The 9 Best Multi-Day Treks in Latin America
Photos: Flickr/Hugh Mitton & Nathan GibbsLatin America is a trekking dreamland with lost cities, bubbling volcanic lava, massive glaciers, pseudo-Martian soil and a Devil-spewing giant waterfall. Access to these places is never a cakewalk, but the experiences transcend the imagination and ignite the senses. Torres del Paine and Roraima lead our list of the best multi-day adventures in Latin America.
Torres del Paine
Southern Patagonia, Chile
The Paine Towers, which an 1880 book compared to the Egyptian obelisk Cleopatra’s Needle, stretch more than 8,000 feet into the sky as the eponymous landmark in Chile’s top national park. The three granite spires truly inspire awe, but the subpolar oasis also enchants with sky-colored lakes, emerald green forests, the panoramic French Valley and the Southern Patagonia Ice Field glaciers. The standard W Trek takes four or five days, while the Circuit (which includes the W path) takes at least a week. Hikers can reserve tents, bunks and rooms at trail lodges with options for showers and warm food, though prices for such conveniences are often steeper than the Towers themselves.
Mount Roraima
Canaima National Park, Venezuela
Like a prehistoric island floating in the clouds, Mount Roraima is a storybook sight buried deep in the jungle where Venezuela, Brazil and Guyana converge. The tabletop mountain (or tepui), which is estimated to be two billion years old, has sheer 1,300-foot cliffs on all sides and a flat plateau summit that appears more lunar than terrestrial. Its otherworldly sights include carnivorous plants, radiant rock pools, a quartz crystal valley and savagely eroded terrain seemingly forged in Tim Burton’s nightmares. The Pixar movie Up modeled Paradise Falls after Roraima, and its mysterious nature inspired the Arthur Conan Doyle (Sherlock Holmes) novel The Lost World about dinosaurs roaming atop a South American tepui.
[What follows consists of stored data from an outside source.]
impl BorderStyle {
    /// Create a border style with no visible border.
    pub fn none() -> Self {
        Self::default()
    }

    /// Create a solid border with specified width.
    pub fn solid(width: f32) -> Self {
        Self {
            width,
            ..Default::default()
        }
    }

    /// Create a dashed border.
    pub fn dashed(width: f32, dash_length: f32, gap_length: f32) -> Self {
        Self {
            width,
            dash: Some((dash_length, gap_length)),
            ..Default::default()
        }
    }

    /// Set corner radius.
    pub fn with_radius(mut self, radius: f32) -> Self {
        self.horizontal_radius = radius;
        self.vertical_radius = radius;
        self
    }

    /// Convert to PDF Border array.
    pub fn to_border_array(&self) -> Object {
        let mut arr = vec![
            Object::Real(self.horizontal_radius as f64),
            Object::Real(self.vertical_radius as f64),
            Object::Real(self.width as f64),
        ];

        if let Some((dash, gap)) = self.dash {
            arr.push(Object::Array(vec![Object::Real(dash as f64), Object::Real(gap as f64)]));
        }

        Object::Array(arr)
    }
}

/// How the target page is fitted in the window.
#[derive(Debug, Clone, Copy, PartialEq, Default)]
pub enum FitMode {
    /// Fit the whole page (`/Fit`)
    #[default]
    Fit,
    /// Position and zoom (`/XYZ left top zoom`); `None` keeps the current value
    XYZ {
        /// Left coordinate
        left: Option<f32>,
        /// Top coordinate
        top: Option<f32>,
        /// Zoom factor
        zoom: Option<f32>,
    },
}

/// Action for link annotations.
#[derive(Debug, Clone, PartialEq)]
pub enum LinkAction {
    /// Open a URI (external link)
    Uri(String),
    /// Go to a page in this document
    GoTo {
        /// Page index (0-indexed)
        page: usize,
        /// Fit mode of the destination
        fit: FitMode,
    },
}

/// A link annotation for hyperlinks.
#[derive(Debug, Clone)]
pub struct LinkAnnotation {
    /// Bounding rectangle (in page coordinates)
    pub rect: Rect,
    /// The action to perform when clicked
    pub action: LinkAction,
    /// Border style
    pub border: BorderStyle,
    /// Highlight mode
    pub highlight: HighlightMode,
    /// Optional color for the border/highlight
    pub color: Option<AnnotationColor>,
}

impl LinkAnnotation {
    fn with_action(rect: Rect, action: LinkAction) -> Self {
        Self {
            rect,
            action,
            border: BorderStyle::none(),
            highlight: HighlightMode::default(),
            color: None,
        }
    }

    /// Create a new link annotation with a URI action.
    pub fn uri(rect: Rect, uri: impl Into<String>) -> Self {
        Self::with_action(rect, LinkAction::Uri(uri.into()))
    }

    /// Create a new link annotation that goes to a page (0-indexed).
    pub fn goto_page(rect: Rect, page: usize) -> Self {
        Self::with_action(
            rect,
            LinkAction::GoTo {
                page,
                fit: FitMode::Fit,
            },
        )
    }

    /// Set the fit mode of a page destination. No effect on URI links.
    pub fn with_fit(mut self, mode: FitMode) -> Self {
        if let LinkAction::GoTo { fit, .. } = &mut self.action {
            *fit = mode;
        }
        self
    }

    /// Set the border style.
    pub fn with_border(mut self, border: BorderStyle) -> Self {
        self.border = border;
        self
    }

    /// Set the highlight mode.
    pub fn with_highlight(mut self, highlight: HighlightMode) -> Self {
        self.highlight = highlight;
        self
    }

    /// Set the color.
    pub fn with_color(mut self, r: f32, g: f32, b: f32) -> Self {
        self.color = Some(AnnotationColor::Rgb(r, g, b));
        self
    }

    /// Check the rectangle, color, and that a page target exists.
    pub fn validate(&self, page_count: usize) -> Result<()> {
        validate_common("link", &self.rect, self.color.as_ref(), None)?;
        match &self.action {
            LinkAction::Uri(uri) if uri.is_empty() => {
                Err(Error::invalid_document("link URI is empty"))
            },
            LinkAction::GoTo { page, .. } if *page >= page_count => {
                Err(Error::invalid_document(format!(
                    "link targets page {} but the document has {} pages",
                    page, page_count
                )))
            },
            _ => Ok(()),
        }
    }

    /// Build the annotation dictionary.
    ///
    /// Page destinations are looked up in `page_refs`, the assembled page
    /// objects in document order. An index with no page is left without
    /// `/Dest`; validation rejects such links before assembly.
    pub fn build(&self, page: ObjectRef, page_refs: &[ObjectRef]) -> Dict {
        let mut dict = annotation_dict("Link", &self.rect, page);
        dict.insert("Border".to_string(), self.border.to_border_array());
        dict.insert("H".to_string(), Object::Name(self.highlight.pdf_name().to_string()));
        insert_color(&mut dict, "C", self.color.as_ref());

        match &self.action {
            LinkAction::Uri(uri) => {
                let mut action = Dict::new();
                action.insert("S".to_string(), Object::Name("URI".to_string()));
                action.insert("URI".to_string(), Object::String(uri.as_bytes().to_vec()));
                dict.insert("A".to_string(), Object::Dictionary(action));
            },
            LinkAction::GoTo { page, fit } => {
                if let Some(target) = page_refs.get(*page) {
                    dict.insert("Dest".to_string(), build_destination(*target, fit));
                }
            },
        }

        dict
    }
}

/// Build a destination array.
fn build_destination(page_ref: ObjectRef, fit: &FitMode) -> Object {
    let optional = |v: Option<f32>| v.map(|v| Object::Real(v as f64)).unwrap_or(Object::Null);

    let mut arr = vec![Object::Reference(page_ref)];
    match *fit {
        FitMode::Fit => arr.push(Object::Name("Fit".to_string())),
        FitMode::XYZ { left, top, zoom } => {
            arr.push(Object::Name("XYZ".to_string()));
            arr.push(optional(left));
            arr.push(optional(top));
            arr.push(optional(zoom));
        },
    }
    Object::Array(arr)
}

/// Any annotation that can be placed on a page.
#[derive(Debug, Clone)]
pub enum Annotation {
    /// Link annotation (hyperlinks, page navigation)
    Link(LinkAnnotation),
    /// Text annotation (sticky notes)
    Text(TextAnnotation),
    /// Text markup annotation (Highlight, Underline, StrikeOut, Squiggly)
    Markup(TextMarkupAnnotation),
    /// Stamp annotation (approval stamps, etc.)
    Stamp(StampAnnotation),
    /// Form field with its merged widget
    Field(FormField),
}

impl Annotation {
    /// Build the annotation dictionary for `page`.
    pub fn build(&self, page: ObjectRef, page_refs: &[ObjectRef]) -> Dict {
        match self {
            Annotation::Link(link) => link.build(page, page_refs),
            Annotation::Text(text) => text.build(page),
            Annotation::Markup(markup) => markup.build(page),
            Annotation::Stamp(stamp) => stamp.build(page),
            Annotation::Field(field) => field.build(page),
        }
    }

    /// Check the annotation against a document of `page_count` pages.
    pub fn validate(&self, page_count: usize) -> Result<()> {
        match self {
            Annotation::Link(link) => link.validate(page_count),
            Annotation::Text(text) => text.validate(),
            Annotation::Markup(markup) => markup.validate(),
            Annotation::Stamp(stamp) => stamp.validate(),
            Annotation::Field(field) => field.validate(),
        }
    }

    /// Get the bounding rectangle of this annotation.
    pub fn rect(&self) -> Rect {
        match self {
            Annotation::Link(link) => link.rect,
            Annotation::Text(text) => text.rect,
            Annotation::Markup(markup) => markup.rect,
            Annotation::Stamp(stamp) => stamp.rect,
            Annotation::Field(field) => field.rect(),
        }
    }

    /// The form field, when this is a field widget.
    pub fn as_field(&self) -> Option<&FormField> {
        match self {
            Annotation::Field(field) => Some(field),
            _ => None,
        }
    }
}

impl From<LinkAnnotation> for Annotation {
    fn from(link: LinkAnnotation) -> Self {
        Annotation::Link(link)
    }
}

impl From<TextAnnotation> for Annotation {
    fn from(text: TextAnnotation) -> Self {
        Annotation::Text(text)
    }
}

impl From<TextMarkupAnnotation> for Annotation {
    fn from(markup: TextMarkupAnnotation) -> Self {
        Annotation::Markup(markup)
    }
}

impl From<StampAnnotation> for Annotation {
    fn from(stamp: StampAnnotation) -> Self {
        Annotation::Stamp(stamp)
    }
}

impl From<FormField> for Annotation {
    fn from(field: FormField) -> Self {
        Annotation::Field(field)
    }
}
Departing from Santa Elena, guided six-day treks spend several days hiking to and from Roraima and two nights on the summit.
Atacama to Salar de Uyuni
Chile and Bolivia
The high-altitude terrain between San Pedro de Atacama (Chile) and Uyuni (Bolivia) imagines a window into a Salvador Dali acid trip. The massive Andean plateau warps reality with surreal rock formations and pushes the color palate with hue-bending lakes and landscape. Even the journey’s bookending towns have hallucination-worthy flourishes. The Atacama Desert, which claims world-famous stargazing and human-sized penguin fossils, is celestial enough to attract Mars-related NASA testing, while Uyuni claims the world’s largest continuous salt flat (Salar). The three- to four-day trek between the remote towns mostly occurs in 4×4 vehicles, but the cold and cramped conditions certainly test a traveler’s fortitude.
Angel Falls
Canaima National Park, Venezuela
The 3,212-foot Angel Falls (Salto Ángel) has a 2,648-foot plunge that makes it the world’s highest, but more than 30 miles of road-free jungle separate the waterfall from the nearest town. Three-day tours take visitors to the falls on motorized canoes that pass several tepuis (a la Roraima), and the waterfall itself descends from the tabletop Auyán-tepui, which means “Devil’s Mountain.” Venezuelan Chavistas might wish to allegorize the idea of angels falling from a devil’s mount, but the waterfall namesake is actually Jimmie Angel, an American pilot who landed on the summit in 1937.
Machu Picchu
Cuzco, Peru
The gods presumably warned the Quechua about smelly backpack-totting tourists and Inca-brand cola because the tribes kept the lost city secret until a Yale historian stumbled upon it in 1911. Today, Machu Picchu (pictured at top) is the most-visited archaeological site in South America. Day passes are available, but seasoned travelers opt for the four-day Inca Trail that winds past ruins, mountain views and cloud forests on a spiritual path toward the grand complex. Would-be Fox Mulders often argue that Ancient Astronauts (i.e., aliens) built the Inca city, but these are the same type of chaps who pulled a Harold Camping with the Mayan Calendar. Even without the Tie Fighter parking, the Inca Trail can only handle so many weekend warriors per day so reserve spots months in advance. Likewise, people fight over a single power outlet that, in the past, has been accessible a few days in, so consider packing a small two-prong power strip to juice up electronics and potentially become an instant camp hero.